Ashby relates how popular culture and political conflicts constantly define American life and identity. This is especially the case during the war eras and the emergence of new mass media such as radio, film and television. In exploring this relation, one of his most powerful sections focuses on the Cold War era and the contradictory forces of the sense of America as a free, family centered, classless society and the reality of intensifying xenophobia, censorship and surveillance, which he situates as inclusionary versus exclusionary tendencies. Thus we can look back on film-noir in terms of the memorable quote as a "distress flair launched onto movie screens by artists working the night shift at The Dream Factory" (Miller 1998:10). Country music also turned to the dark side as shown in the post-war popularity of songs that dealt with cheating, loneliness and suffering, broken relationships and failed love.
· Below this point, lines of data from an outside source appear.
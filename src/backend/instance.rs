// Vulkan Instance - the top-level driver context
//
// Responsibilities:
// - Refuse to create when requested layers or required extensions are missing
// - Chain the debug messenger create info so creation itself is validated
// - Destroy the instance (always last)

use ash::vk;
use std::ffi::CString;

use super::driver::{Driver, InstanceDescriptor};
use super::negotiate::Negotiator;
use super::{BootstrapError, BootstrapResult};

/// Application identity reported to the driver
#[derive(Debug, Clone, PartialEq, Eq)]
pub struct ApplicationInfo {
    pub name: CString,
    pub version: u32,
    pub engine_name: CString,
    pub engine_version: u32,
    pub api_version: u32,
}

impl Default for ApplicationInfo {
    fn default() -> Self {
        Self {
            name: CString::from(c"Hello Triangle"),
            version: vk::make_api_version(0, 1, 0, 0),
            engine_name: CString::from(c"No Engine"),
            engine_version: vk::make_api_version(0, 1, 0, 0),
            api_version: vk::API_VERSION_1_0,
        }
    }
}

/// Inputs fixed before the instance exists
pub struct InstanceRequest<'a> {
    pub application: &'a ApplicationInfo,
    pub extensions: &'a [CString],
    /// Empty when diagnostics are off
    pub layers: &'a [CString],
    pub debug_messenger: Option<vk::DebugUtilsMessengerCreateInfoEXT>,
}

/// Create the instance after checking the negotiated support
///
/// Both checks happen before the driver is asked for anything, so a
/// missing layer or extension never reaches `vkCreateInstance`.
pub fn create_instance<D: Driver>(
    driver: &mut D,
    negotiator: &Negotiator,
    request: &InstanceRequest,
) -> BootstrapResult<vk::Instance> {
    log::info!(
        "Creating Vulkan instance: {}",
        request.application.name.to_string_lossy()
    );

    if !negotiator.check_support(request.layers) {
        return Err(BootstrapError::LayerUnsupported {
            missing: negotiator.missing_layers(request.layers),
        });
    }

    log::debug!("Available extensions:");
    for extension in negotiator.available_extensions() {
        log::debug!("  {}", extension);
    }

    let missing = negotiator.missing_extensions(request.extensions);
    if !missing.is_empty() {
        return Err(BootstrapError::ExtensionUnsupported { missing });
    }
    log::info!("All required extensions are available.");

    let desc = InstanceDescriptor {
        application: request.application,
        extensions: request.extensions,
        layers: request.layers,
        debug_messenger: request.debug_messenger,
    };

    let instance = driver.create_instance(&desc).map_err(|e| {
        BootstrapError::Initialization(format!("Failed to create Vulkan instance: {}", e))
    })?;

    for layer in request.layers {
        log::info!("Enabled layer: {}", layer.to_string_lossy());
    }
    Ok(instance)
}

pub fn destroy_instance<D: Driver>(driver: &mut D, instance: vk::Instance) {
    log::info!("Destroying Vulkan instance...");
    driver.destroy_instance(instance);
}
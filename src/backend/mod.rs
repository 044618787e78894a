// Backend module - Vulkan bring-up and teardown
//
// Design: every stage talks to the driver through the `Driver` trait,
// `Lifecycle` owns the handles and orders their creation and destruction.

pub mod debug;
pub mod device;
pub mod driver;
pub mod error;
pub mod instance;
pub mod lifecycle;
pub mod negotiate;
pub mod physical;
pub mod surface;
pub mod window;

#[cfg(test)]
pub(crate) mod mock;

pub use driver::AshDriver;
pub use error::{BootstrapError, BootstrapResult};
pub use lifecycle::{BootstrapOptions, Lifecycle};
pub use window::WindowTarget;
From P. T. Barnum’s climatic and "Greatest Show on Earth" in the 1870’s and 1880’s to the new media marketplace in which a mere fleeting glimpse of Janet Jackson’s left breast made history, Ashby teases out a fascinating history of family values and cultural politics. He concludes by reflecting on how family values and the war on terrorism have suddenly come together in a way which reminds one of the cold war attacks on the Hollywood Left. Herein, he details how conservative reactions to developments in popular culture are some of the best measures of contemporary ideological conflict in which evangelists and extremist ideologues around the world find themselves on common ground.

From Texas to Tehran, people believe that American popular culture is sowing moral ruin through the mass media. Yet as Ashby concludes, popular culture is largely inspirational and instructive -- it promotes diversity and victories by the "little people". In essence, the predominant pro-popular culture sentiment across the globe can be simply summed up with these simple few words — "Don’t take my dreams away from me".

As a dream machine, popular culture is democracy’s cultural flagship. It is also a gateway through which "trash" has repeatedly been elevated to wealth and fame, not merely to being King for a Day but Queen for the World. In all this it is in short a celebration of the democratic spirit, of the potential for liberation, success and excess, as well as the commoditization of that experience.